→ TASK PROMPT
Nothing in the records may be altered, so transcribe them exactly.

→ PROVIDED ENTRIES
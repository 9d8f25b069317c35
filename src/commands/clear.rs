// ABOUTME: Clear command - empties every mirror table after confirmation
// ABOUTME: The provider is untouched; a full sync rebuilds the mirror

use anyhow::{bail, Context, Result};
use dialoguer::{theme::ColorfulTheme, Confirm};

use crate::config::MirrorConfig;

pub fn clear(config: &MirrorConfig, yes: bool) -> Result<()> {
    if !yes {
        let confirmed = Confirm::with_theme(&ColorfulTheme::default())
            .with_prompt(format!(
                "Delete every mirrored record in {}?",
                config.store.path.display()
            ))
            .default(false)
            .interact()
            .context("Failed to read confirmation")?;
        if !confirmed {
            bail!("Clear cancelled");
        }
    }

    let store = super::open_store(config)?;
    let removed = store.clear().context("Failed to clear mirror database")?;
    tracing::info!("Cleared {} rows from {:?}", removed, config.store.path);
    println!("Removed {} mirrored rows.", removed);
    Ok(())
}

→ YOUR RESPONSE
repository 9d8f25b069317c35
filename src/commands/clear.rs
// ABOUTME: Clear command - empties every mirror table after confirmation
// ABOUTME: The provider is untouched; a full sync rebuilds the mirror

use anyhow::{bail, Context, Result};
use dialoguer::{theme::ColorfulTheme, Confirm};

use crate::config::MirrorConfig;

pub fn clear(config: &MirrorConfig, yes: bool) -> Result<()> {
    if !yes {
        let confirmed = Confirm::with_theme(&ColorfulTheme::default())
            .with_prompt(format!(
                "Delete every mirrored record in {}?",
                config.store.path.display()
            ))
            .default(false)
            .interact()
            .context("Failed to read confirmation")?;
        if !confirmed {
            bail!("Clear cancelled");
        }
    }

    let store = super::open_store(config)?;
    let removed = store.clear().context("Failed to clear mirror database")?;
    tracing::info!("Cleared {} rows from {:?}", removed, config.store.path);
    println!("Removed {} mirrored rows.", removed);
    Ok(())
}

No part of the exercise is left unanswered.